A huge part of We Got Married is making the viewer think that the people in this fake marriage want to date each other in real life. I know the show doesn’t do this with every couple, but many. This is just so weird, especially when you consider the fact that when a Jonghyun, a member of Shinee (which Taemin also belongs too) dated in real life, the public hated on him to the point that he broke down crying on stage.
It is basically impossible for Idols to date publicly, and difficult for other celebrities. Yet, We Got Married is a little bubble that allows the public to spy on a relationship and pretend it’s real, carried out 100% as the public would like and with their approval.
(Actually, that is one reason I believe that a good bit of the emotion in We Got Married is real. These people, for a good stretch of time, have someone they can hug, be affectionate to, and do stupid things with in public. They have actual scheduled time to do things like go skiing together or have dinner together. It seems impossible that they wouldn’t at least consider the other person good friends.)
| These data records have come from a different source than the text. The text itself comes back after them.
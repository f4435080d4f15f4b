// src/miner/queue.rs
//! Result handoff between worker threads and the scheduler
//!
//! Many producers push under a short-held mutex; the scheduler drains the
//! whole queue whenever the wake signal fires. The wake channel has capacity
//! one, so any number of pushes before the consumer wakes collapse into a
//! single drain cycle.

use crate::types::Candidate;
use crossbeam_channel::{Receiver, Sender, TrySendError, bounded};
use parking_lot::Mutex;

/// Multi-producer, single-consumer candidate queue with a coalescing wake
#[derive(Debug)]
pub struct ResultQueue {
    entries: Mutex<Vec<Candidate>>,
    wake_tx: Sender<()>,
    wake_rx: Receiver<()>,
}

impl ResultQueue {
    /// Creates an empty queue
    pub fn new() -> Self {
        let (wake_tx, wake_rx) = bounded(1);
        ResultQueue {
            entries: Mutex::new(Vec::new()),
            wake_tx,
            wake_rx,
        }
    }

    /// Appends a candidate and wakes the consumer
    pub fn push(&self, candidate: Candidate) {
        self.entries.lock().push(candidate);

        match self.wake_tx.try_send(()) {
            // A wake is already pending; its drain will see this entry.
            Ok(()) | Err(TrySendError::Full(())) => {}
            Err(TrySendError::Disconnected(())) => {
                log::warn!("Result queue wake channel closed");
            }
        }
    }

    /// Removes and returns every queued candidate
    pub fn drain_all(&self) -> Vec<Candidate> {
        std::mem::take(&mut *self.entries.lock())
    }

    /// Receiver that fires after pushes; select on it, then [`drain_all`](Self::drain_all)
    pub fn wake_signal(&self) -> &Receiver<()> {
        &self.wake_rx
    }

    /// Number of queued candidates
    pub fn len(&self) -> usize {
        self.entries.lock().len()
    }

    /// Whether nothing is queued
    pub fn is_empty(&self) -> bool {
        self.len() == 0
    }
}

impl Default for ResultQueue {
    fn default() -> Self {
        Self::new()
    }
}
// src/miner/state.rs
//! Shared job state and the pause/resume protocol
//!
//! Two-part synchronization: the `RwLock` guards the job payload, the atomic
//! sequence lets every worker detect "something changed" with a single
//! lock-free load per batch. Writers bump the sequence while still holding
//! the write lock, so a [`JobSnapshot`] taken under the read lock always pairs
//! a job with the sequence that published it.

use crate::types::Job;
use parking_lot::RwLock;
use std::sync::Arc;
use std::sync::atomic::{AtomicBool, AtomicU64, Ordering};

/// Sequence value that tells every worker loop to exit
pub const HALT: u64 = 0;

/// Consistent view of the shared state
#[derive(Debug, Clone)]
pub struct JobSnapshot {
    /// Current job, `None` before the first job arrives
    pub job: Option<Arc<Job>>,
    /// Sequence that published this view
    pub sequence: u64,
    /// Pause flag at that sequence
    pub paused: bool,
}

/// The single active job, its version counter and the pause flag
///
/// Read by every worker, written only by the scheduler.
#[derive(Debug)]
pub struct SharedJobState {
    job: RwLock<Option<Arc<Job>>>,
    sequence: AtomicU64,
    paused: AtomicBool,
}

impl SharedJobState {
    /// Creates the state workers are launched against: sequence 1, paused
    pub fn new() -> Self {
        SharedJobState {
            job: RwLock::new(None),
            sequence: AtomicU64::new(1),
            paused: AtomicBool::new(true),
        }
    }

    /// Publishes a new job, bumps the sequence and clears the pause flag
    pub fn set_job(&self, job: Arc<Job>) {
        let mut guard = self.job.write();
        *guard = Some(job);
        if self.sequence.load(Ordering::SeqCst) == HALT {
            return;
        }
        self.paused.store(false, Ordering::SeqCst);
        self.sequence.fetch_add(1, Ordering::SeqCst);
    }

    /// Replaces the job without notifying workers
    ///
    /// Workers pick it up on the next sequence bump.
    pub fn store_job(&self, job: Arc<Job>) {
        *self.job.write() = Some(job);
    }

    /// Current job
    pub fn job(&self) -> Option<Arc<Job>> {
        self.job.read().clone()
    }

    /// Job, sequence and pause flag read together
    pub fn snapshot(&self) -> JobSnapshot {
        let guard = self.job.read();
        JobSnapshot {
            job: guard.clone(),
            sequence: self.sequence.load(Ordering::SeqCst),
            paused: self.paused.load(Ordering::SeqCst),
        }
    }

    /// Sets the pause flag, bumping the sequence on a transition
    ///
    /// Returns `true` when the flag actually changed.
    pub fn set_paused(&self, paused: bool) -> bool {
        let _guard = self.job.write();
        if self.sequence.load(Ordering::SeqCst) == HALT {
            return false;
        }
        if self.paused.swap(paused, Ordering::SeqCst) == paused {
            return false;
        }
        self.sequence.fetch_add(1, Ordering::SeqCst);
        true
    }

    /// Halts every worker loop
    pub fn stop(&self) {
        let _guard = self.job.write();
        self.paused.store(false, Ordering::SeqCst);
        self.sequence.store(HALT, Ordering::SeqCst);
    }

    /// Current sequence, lock-free
    #[inline]
    pub fn sequence(&self) -> u64 {
        self.sequence.load(Ordering::Acquire)
    }

    /// Current pause flag, lock-free
    #[inline]
    pub fn is_paused(&self) -> bool {
        self.paused.load(Ordering::Acquire)
    }

    /// Whether the state moved past `seen`
    #[inline]
    pub fn is_outdated(&self, seen: u64) -> bool {
        self.sequence() != seen
    }
}

impl Default for SharedJobState {
    fn default() -> Self {
        Self::new()
    }
}
// src/types.rs
use std::fmt;
use std::sync::Arc;

/// Byte offset of the 32-bit nonce inside a job blob
pub const NONCE_OFFSET: usize = 39;

/// Represents a unit of work distributed to every device worker
///
/// Jobs are immutable once handed to the scheduler. Workers hold their own
/// `Arc` to the job they are running, so replacing the shared job never
/// affects a batch that is already in flight.
#[derive(Debug, Clone, PartialEq, Eq)]
pub struct Job {
    /// Unique identifier for the job
    pub id: String,
    /// Block hashing blob, nonce embedded at [`NONCE_OFFSET`]
    pub blob: Vec<u8>,
    /// Compact 64-bit target compared against the trailing hash word
    pub target: u64,
    /// Pool difficulty of this job
    pub difficulty: u64,
    /// Pool reserves the top nonce byte for itself
    pub nicehash: bool,
}

impl Job {
    /// Creates a job with a 64-bit target, difficulty derived from it
    pub fn new(id: impl Into<String>, blob: Vec<u8>, target: u64) -> Self {
        let difficulty = if target == 0 { 0 } else { u64::MAX / target };

        Job {
            id: id.into(),
            blob,
            target,
            difficulty,
            nicehash: false,
        }
    }

    /// Marks the job as nicehash (top nonce byte fixed by the pool)
    pub fn with_nicehash(mut self, nicehash: bool) -> Self {
        self.nicehash = nicehash;
        self
    }

    /// Nonce currently stored in the blob, 0 if the blob is too short
    pub fn initial_nonce(&self) -> u32 {
        self.blob
            .get(NONCE_OFFSET..NONCE_OFFSET + 4)
            .map(|b| u32::from_le_bytes([b[0], b[1], b[2], b[3]]))
            .unwrap_or(0)
    }

    /// Returns a copy of the blob with `nonce` written at [`NONCE_OFFSET`]
    pub fn blob_with_nonce(&self, nonce: u32) -> Vec<u8> {
        let mut blob = self.blob.clone();
        if blob.len() < NONCE_OFFSET + 4 {
            blob.resize(NONCE_OFFSET + 4, 0);
        }
        blob[NONCE_OFFSET..NONCE_OFFSET + 4].copy_from_slice(&nonce.to_le_bytes());
        blob
    }

    /// Whether `hash` satisfies this job's target
    pub fn meets_target(&self, hash: &[u8; 32]) -> bool {
        let mut word = [0u8; 8];
        word.copy_from_slice(&hash[24..32]);
        u64::from_le_bytes(word) < self.target
    }
}

/// A nonce proposed by a device worker, pending verification
#[derive(Debug, Clone)]
pub struct Candidate {
    /// Job the nonce was computed against
    pub job: Arc<Job>,
    /// Proposed nonce
    pub nonce: u32,
    /// Index of the worker that produced it
    pub device_id: usize,
}

impl Candidate {
    /// Creates a new candidate
    pub fn new(job: Arc<Job>, nonce: u32, device_id: usize) -> Self {
        Candidate {
            job,
            nonce,
            device_id,
        }
    }
}

/// A verified result delivered to the listener
#[derive(Debug, Clone)]
pub struct JobResult {
    /// Job the nonce was computed against (not necessarily the current one)
    pub job: Arc<Job>,
    /// Winning nonce
    pub nonce: u32,
    /// Authoritative hash recomputed by the verifier
    pub hash: [u8; 32],
    /// Index of the worker that found it
    pub device_id: usize,
}

impl JobResult {
    /// Identifier of the job this result belongs to
    pub fn job_id(&self) -> &str {
        &self.job.id
    }
}

impl fmt::Display for JobResult {
    fn fmt(&self, f: &mut fmt::Formatter<'_>) -> fmt::Result {
        write!(
            f,
            "job {} nonce {:08x} hash {} (device #{})",
            self.job.id,
            self.nonce,
            hex::encode(self.hash),
            self.device_id
        )
    }
}
//! Statistics collection and reporting module
//!
//! - [`HashrateTracker`] keeps per-worker sample histories and computes
//!   rolling rates over 2.5 s, 60 s and 15 min windows
//! - [`ReportSink`] implementations consume the snapshots the scheduler
//!   publishes on every tick

/// Rolling hashrate history and snapshots
pub mod hashrate;

/// Snapshot consumers: log and channel reporters
pub mod reporter;

// Re-export main components
pub use hashrate::{HashrateSnapshot, HashrateTracker, RateSet};
pub use reporter::{ChannelReporter, LogReporter, ReportSink};
//! Command-line interface for the `xmr_workers-rs` binary

/// Clap command definitions
pub mod commands;

pub use commands::{Action, BenchmarkOptions, Commands, ConfigOptions};
//! XMR Workers - device worker pool for a Monero-style miner
//!
//! This crate distributes jobs across a fixed set of device worker threads and
//! brings their results back:
//! - A shared job state with a sequence counter, so job changes, pauses and
//!   resumes reach every worker without per-worker coordination
//! - Exact resume of a paused job from the saved nonce cursor
//! - A lossless multi-producer result queue and an off-thread verifier
//! - Rolling per-device hashrate statistics

#![warn(missing_docs)]
#![forbid(unsafe_code)]

/// Worker pool core: state, workers, result pipeline and scheduler
pub mod miner;

/// Hashrate tracking and reporting
pub mod stats;

/// Utility functions and error handling
pub mod utils;

/// Command-line interface definitions
pub mod cli;

/// Configuration management
pub mod config;

/// Shared type definitions
pub mod types;

// Core exports
pub use cli::Commands;
pub use config::{Config, DeviceConfig};
pub use miner::{Device, DeviceProvider, Listener, Scheduler, Verification, Verifier};
pub use stats::{HashrateSnapshot, HashrateTracker, ReportSink};
pub use types::{Candidate, Job, JobResult};
pub use utils::{MinerError, init_logging};
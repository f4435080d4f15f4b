// src/main.rs
use clap::Parser;
use std::sync::Arc;
use std::thread;
use std::time::{Duration, Instant};
use xmr_workers_rs::miner::device::cpu::{CpuProvider, CpuVerifier, sha256d};
use xmr_workers_rs::utils::logging::init_bench_logging;
use xmr_workers_rs::{self, *};

/// Length of the synthetic hashing blobs
const BLOB_LEN: usize = 76;

/// How long the benchmark keeps mining paused before resuming
const PAUSE_FOR: Duration = Duration::from_secs(1);

/// Main entry point for the worker pool binary
///
/// # Returns
/// - `Ok(())` on successful execution
/// - `Err(MinerError)` if any operation fails
fn main() -> Result<(), MinerError> {
    let cli = cli::Commands::parse();

    match cli.action {
        cli::Action::Benchmark(opts) => run_benchmark(opts),
        cli::Action::Config(opts) => generate_config(opts),
    }
}

/// Runs the worker pool on the CPU backend against synthetic jobs
///
/// # Operations
/// 1. Loads the configuration or builds one CPU device per thread
/// 2. Starts the scheduler with the CPU verifier and a logging listener
/// 3. Rotates jobs every `job_interval` seconds, pausing and resuming the
///    current job once per round
/// 4. Prints the final hashrate and stops the pool
fn run_benchmark(opts: cli::BenchmarkOptions) -> Result<(), MinerError> {
    init_bench_logging();

    let config = match &opts.config {
        Some(path) => config::load(path)?,
        None => Config::with_devices(
            (0..opts.threads.max(1))
                .map(|index| DeviceConfig::new(index, opts.intensity, 8))
                .collect(),
        ),
    };

    let listener: Arc<dyn Listener> = Arc::new(|result: &JobResult| {
        log::info!("accepted {}", result);
    });
    let scheduler = Scheduler::start(
        config,
        &CpuProvider::default(),
        Arc::new(CpuVerifier),
        listener,
    )?;

    log::info!(
        "Starting benchmark on {} workers for {} seconds",
        scheduler.workers(),
        opts.duration
    );

    let target = u64::MAX / opts.difficulty.max(1);
    let interval = Duration::from_secs(opts.job_interval.max(1));
    let deadline = Instant::now() + Duration::from_secs(opts.duration);
    let mut round = 0u64;

    while Instant::now() < deadline {
        scheduler.set_job(synthetic_job(round, target));

        let switch_at = (Instant::now() + interval).min(deadline);
        let pause_at = Instant::now() + interval / 2;
        let mut paused = false;

        while Instant::now() < switch_at {
            if !paused && Instant::now() >= pause_at && pause_at + PAUSE_FOR < switch_at {
                log::debug!("pausing job {:08x}", round);
                scheduler.set_enabled(false);
                thread::sleep(PAUSE_FOR);
                scheduler.set_enabled(true);
                paused = true;
            }
            thread::sleep(Duration::from_millis(100));
        }

        round += 1;
    }

    scheduler.print_hashrate(true);
    for worker in 0..scheduler.workers() {
        log::info!(
            "worker #{}: {} hashes, {} compute errors",
            worker,
            scheduler.hash_count(worker).unwrap_or(0),
            scheduler.verifier_errors(worker)
        );
    }
    log::info!("Benchmark results: {} accepted over {} jobs", scheduler.accepted(), round);

    scheduler.stop();
    log::logger().flush();

    Ok(())
}

/// Generates configuration template file
fn generate_config(opts: cli::ConfigOptions) -> Result<(), MinerError> {
    init_logging();

    let template = config::generate_template(opts.devices);
    std::fs::write(&opts.output, template)?;
    log::info!("Configuration template written to {}", opts.output.display());
    Ok(())
}

/// Deterministic job for benchmark round `round`
fn synthetic_job(round: u64, target: u64) -> Job {
    let seed = sha256d(&round.to_le_bytes());
    let blob: Vec<u8> = seed.iter().cycle().take(BLOB_LEN).copied().collect();

    Job::new(hex::encode(&seed[..4]), blob, target)
}
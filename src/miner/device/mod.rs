//! Device capability
//!
//! The worker pool never executes kernels itself. A [`DeviceProvider`] turns
//! each configured device into a [`Device`] that runs bounded batches and
//! reports which nonces look promising.
//!
//! Currently implements:
//! - A reference CPU backend ([`cpu`]) used by the benchmark command and tests

/// Reference CPU backend
///
/// Hashes blobs with double SHA-256 through the `sha2` crate. Slow, but it
/// produces real, verifiable candidates without any GPU runtime.
pub mod cpu;

use crate::config::DeviceConfig;
use crate::types::Job;
use crate::utils::error::MinerError;

/// A single compute device, exclusively owned by one worker thread
pub trait Device: Send {
    /// Run `count` nonces starting at `start` against `job`
    ///
    /// # Returns
    /// Nonces in `start..start + count` whose hash looks like it meets the
    /// job target. They are re-checked by the verifier before delivery.
    fn run_batch(&mut self, job: &Job, start: u32, count: u32) -> Result<Vec<u32>, MinerError>;
}

/// Initializes devices from their configuration
///
/// Any error aborts [`Scheduler::start`](crate::Scheduler::start) before a
/// single worker thread is spawned.
pub trait DeviceProvider {
    /// Initialize one device
    fn init(&self, config: &DeviceConfig) -> Result<Box<dyn Device>, MinerError>;
}
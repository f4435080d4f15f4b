//! Reference CPU backend
//!
//! Double SHA-256 over the blob with the nonce patched in. A hash is a hit
//! when its trailing little-endian u64 is below the job target, the same rule
//! the verifier applies.

use crate::config::DeviceConfig;
use crate::miner::device::{Device, DeviceProvider};
use crate::miner::verifier::{Verification, Verifier};
use crate::types::Job;
use crate::utils::error::MinerError;
use sha2::{Digest, Sha256};

/// Double SHA-256 of `input`
pub fn sha256d(input: &[u8]) -> [u8; 32] {
    let first = Sha256::digest(input);
    Sha256::digest(first).into()
}

/// Hash of `job` with `nonce` written into its blob
pub fn job_hash(job: &Job, nonce: u32) -> [u8; 32] {
    sha256d(&job.blob_with_nonce(nonce))
}

/// Creates [`CpuDevice`]s for device indices below `available`
#[derive(Debug, Clone)]
pub struct CpuProvider {
    available: usize,
}

impl CpuProvider {
    /// Provider exposing `available` CPU devices
    pub fn new(available: usize) -> Self {
        CpuProvider { available }
    }
}

impl Default for CpuProvider {
    fn default() -> Self {
        CpuProvider::new(num_cpus::get())
    }
}

impl DeviceProvider for CpuProvider {
    fn init(&self, config: &DeviceConfig) -> Result<Box<dyn Device>, MinerError> {
        if config.index >= self.available {
            return Err(MinerError::DeviceInitError {
                index: config.index,
                reason: format!("only {} CPU devices available", self.available),
            });
        }

        log::debug!(
            "CPU device #{} ready (intensity {}, worksize {})",
            config.index,
            config.intensity,
            config.worksize
        );
        Ok(Box::new(CpuDevice { index: config.index }))
    }
}

/// One CPU "device": hashes nonces sequentially on its worker thread
#[derive(Debug)]
pub struct CpuDevice {
    index: usize,
}

impl CpuDevice {
    /// Platform index this device was created for
    pub fn index(&self) -> usize {
        self.index
    }
}

impl Device for CpuDevice {
    fn run_batch(&mut self, job: &Job, start: u32, count: u32) -> Result<Vec<u32>, MinerError> {
        let end = start as u64 + count as u64;
        if end > u32::MAX as u64 + 1 {
            return Err(MinerError::DeviceError(format!(
                "batch {:08x}+{} overflows the nonce space",
                start, count
            )));
        }

        let mut blob = job.blob_with_nonce(start);
        let mut hits = Vec::new();

        for nonce in (start as u64..end).map(|n| n as u32) {
            blob[crate::types::NONCE_OFFSET..crate::types::NONCE_OFFSET + 4]
                .copy_from_slice(&nonce.to_le_bytes());
            if job.meets_target(&sha256d(&blob)) {
                hits.push(nonce);
            }
        }

        Ok(hits)
    }
}

/// Verifier recomputing the CPU backend hash
#[derive(Debug, Clone, Copy, Default)]
pub struct CpuVerifier;

impl Verifier for CpuVerifier {
    fn verify(&self, job: &Job, nonce: u32) -> Result<Verification, MinerError> {
        let hash = job_hash(job, nonce);
        Ok(Verification {
            hash,
            valid: job.meets_target(&hash),
        })
    }
}

#[cfg(test)]
mod tests {
    use super::*;
    use hex_literal::hex;

    #[test]
    fn sha256d_matches_known_vector() {
        // SHA256(SHA256("hello"))
        assert_eq!(
            sha256d(b"hello"),
            hex!("9595c9df90075148eb06860365df33584b75bff782a510c6cd4883a419833d50")
        );
    }

    #[test]
    fn provider_rejects_missing_devices() {
        let provider = CpuProvider::new(1);

        assert!(provider.init(&DeviceConfig::new(0, 16, 8)).is_ok());
        assert!(matches!(
            provider.init(&DeviceConfig::new(1, 16, 8)),
            Err(MinerError::DeviceInitError { index: 1, .. })
        ));
    }

    #[test]
    fn batch_hits_agree_with_verifier() {
        // Roughly one hash in sixteen passes this target.
        let job = Job::new("cpu", vec![0x11; 76], u64::MAX / 16);
        let mut device = CpuDevice { index: 0 };
        let hits = device.run_batch(&job, 1000, 256).unwrap();

        assert!(!hits.is_empty());
        for nonce in 1000..1256u32 {
            let verdict = CpuVerifier.verify(&job, nonce).unwrap();
            assert_eq!(verdict.valid, hits.contains(&nonce), "nonce {}", nonce);
        }
    }

    #[test]
    fn batch_reaching_the_top_of_the_range_is_allowed() {
        let job = Job::new("top", vec![0; 76], u64::MAX);
        let mut device = CpuDevice { index: 0 };

        let hits = device.run_batch(&job, u32::MAX - 3, 4).unwrap();
        assert_eq!(hits, vec![u32::MAX - 3, u32::MAX - 2, u32::MAX - 1, u32::MAX]);
        assert!(device.run_batch(&job, u32::MAX, 2).is_err());
    }
}
use crate::utils::error::MinerError;
use serde::{Deserialize, Serialize};
use std::path::PathBuf;
use std::time::Duration;

/// Main configuration structure for the worker pool
///
/// One [`DeviceConfig`] per worker thread, plus the timing and sizing knobs
/// of the controller and the verification pool.
#[derive(Debug, Clone, Serialize, Deserialize)]
pub struct Config {
    /// Devices to drive, one worker thread each
    #[serde(default)]
    pub devices: Vec<DeviceConfig>,

    /// Threads in the result verification pool
    /// (default: half the CPU cores, at least one)
    #[serde(default = "default_verify_threads")]
    pub verify_threads: usize,

    /// Seconds between hashrate reports, 0 disables them
    #[serde(default = "default_print_time")]
    pub print_time: u64,

    /// Milliseconds between hashrate samples
    #[serde(default = "default_tick_interval_ms")]
    pub tick_interval_ms: u64,

    /// Milliseconds an idle worker sleeps between state checks
    #[serde(default = "default_idle_poll_ms")]
    pub idle_poll_ms: u64,

    /// Consecutive failed batches before a device is considered faulted
    #[serde(default = "default_max_device_faults")]
    pub max_device_faults: u32,

    /// Upper bound on waiting for in-flight verification at shutdown
    #[serde(default = "default_shutdown_timeout_ms")]
    pub shutdown_timeout_ms: u64,
}

/// Per-device settings handed to the device provider
#[derive(Debug, Clone, Copy, PartialEq, Eq, Serialize, Deserialize)]
pub struct DeviceConfig {
    /// Platform device index
    pub index: usize,
    /// Nonces per batch
    pub intensity: u32,
    /// Work-group size
    #[serde(default = "default_worksize")]
    pub worksize: u32,
}

impl DeviceConfig {
    /// Creates a device entry
    pub fn new(index: usize, intensity: u32, worksize: u32) -> Self {
        DeviceConfig {
            index,
            intensity,
            worksize,
        }
    }
}

fn default_verify_threads() -> usize {
    (num_cpus::get() / 2).max(1)
}

fn default_print_time() -> u64 {
    60
}

fn default_tick_interval_ms() -> u64 {
    500
}

fn default_idle_poll_ms() -> u64 {
    50
}

fn default_max_device_faults() -> u32 {
    8
}

fn default_shutdown_timeout_ms() -> u64 {
    5000
}

fn default_worksize() -> u32 {
    8
}

impl Default for Config {
    fn default() -> Self {
        Config {
            devices: Vec::new(),
            verify_threads: default_verify_threads(),
            print_time: default_print_time(),
            tick_interval_ms: default_tick_interval_ms(),
            idle_poll_ms: default_idle_poll_ms(),
            max_device_faults: default_max_device_faults(),
            shutdown_timeout_ms: default_shutdown_timeout_ms(),
        }
    }
}

impl Config {
    /// Creates a configuration for the given devices with default timings
    pub fn with_devices(devices: Vec<DeviceConfig>) -> Self {
        Config {
            devices,
            ..Config::default()
        }
    }

    /// Loads and validates configuration from a TOML file
    ///
    /// # Returns
    /// * `Ok(Config)` - Successfully loaded configuration
    /// * `Err(MinerError)` - If file couldn't be read, parsed or validated
    pub fn load(path: impl Into<PathBuf>) -> Result<Self, MinerError> {
        let path = path.into();
        let config_str = std::fs::read_to_string(&path).map_err(|e| {
            MinerError::ConfigError(format!(
                "Failed to read config at {}: {}",
                path.display(),
                e
            ))
        })?;

        let config: Config = toml::from_str(&config_str)?;
        config.validate()?;
        Ok(config)
    }

    /// Checks the values the scheduler relies on
    pub fn validate(&self) -> Result<(), MinerError> {
        if self.devices.is_empty() {
            return Err(MinerError::ConfigError("No devices configured".into()));
        }

        for device in &self.devices {
            if device.intensity == 0 || device.worksize == 0 {
                return Err(MinerError::ConfigError(format!(
                    "Device #{}: intensity and worksize must be non-zero",
                    device.index
                )));
            }
        }

        if self.tick_interval_ms == 0 {
            return Err(MinerError::ConfigError(
                "tick_interval_ms must be non-zero".into(),
            ));
        }
        if self.verify_threads == 0 {
            return Err(MinerError::ConfigError(
                "verify_threads must be non-zero".into(),
            ));
        }

        Ok(())
    }

    /// Hashrate sampling period
    pub fn tick_interval(&self) -> Duration {
        Duration::from_millis(self.tick_interval_ms)
    }

    /// Idle worker poll period
    pub fn idle_poll(&self) -> Duration {
        Duration::from_millis(self.idle_poll_ms.max(1))
    }

    /// Report period, `None` when reports are disabled
    pub fn report_interval(&self) -> Option<Duration> {
        (self.print_time > 0).then(|| Duration::from_secs(self.print_time))
    }

    /// Shutdown wait for verification
    pub fn shutdown_timeout(&self) -> Duration {
        Duration::from_millis(self.shutdown_timeout_ms)
    }

    /// Generates a configuration template string
    ///
    /// # Arguments
    /// * `devices` - Number of `[[devices]]` entries to emit
    ///
    /// # Returns
    /// String containing a commented TOML configuration template
    pub fn generate_template(devices: usize) -> String {
        let mut template = String::new();
        template.push_str("# Worker pool configuration\n\n");
        template.push_str("# Threads verifying candidate results\n");
        template.push_str(&format!("verify_threads = {}\n", default_verify_threads()));
        template.push_str("# Seconds between hashrate reports (0 = off)\n");
        template.push_str("print_time = 60\n");
        template.push_str("# Hashrate sampling period in milliseconds\n");
        template.push_str("tick_interval_ms = 500\n");
        template.push_str("# Idle worker poll period in milliseconds\n");
        template.push_str("idle_poll_ms = 50\n");
        template.push_str("# Consecutive failed batches before a device is dropped\n");
        template.push_str("max_device_faults = 8\n");
        template.push_str("# Wait for in-flight verification on shutdown\n");
        template.push_str("shutdown_timeout_ms = 5000\n");

        for index in 0..devices.max(1) {
            template.push_str("\n[[devices]]\n");
            template.push_str(&format!("index = {}\n", index));
            template.push_str("intensity = 4096\n");
            template.push_str("worksize = 8\n");
        }

        template
    }
}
After the show, however, they will mostly say they don’t see each other often, were never involved at all, and occasionally will avoid seeing each other in public. I’m sure everybody noticed that Naeun wasn’t present at Key’s “wedding” last episode (episode 7.) (By the way, I’m probably in the minority, but how I wish Eun Ji had been absent also. Arisa was surrounded by Key’s friends and had no one she knew there, and had to hear all these jokes about Eun Ji and Key. I know Arisa and Key don’t have a real relationship, but it still seemed a little embarrassing.)
Odds and Ends
Another thing I’ve heard lately in forums is the belief that a huge portion of the men on We Got Married are gay, and that the show is a bit of a beard. I think that is a pretty western take on the situation. Just because a behavior is labeled as “gay” in certain countries doesn’t mean it is genetically attached to homosexual DNA, or something equally absurd . In the US in particular, men showing affection to each other is taboo, but this is a fairly recent thing and in my opinion, is a bit sad. I’m 100% sure there are a few Korean celebrities that are in the closet. I’m just as sure, however, that trying to identify them by how they act on TV or in planned fan service in concerts isn’t going to work. Also, if every idol the internet said was gay actually was, I would wonder how South Korea planned to produce new generations.
Back to the main point. During the show, the viewer is encouraged to believe the couples involved have real feelings for each other. After the show, you’re encouraged to believe they don’t. Besides feeling a bit manipulative, it seems to enforce the idea that the public has the right to dictate how and who celebrities should date, and I don’t think that’s fair.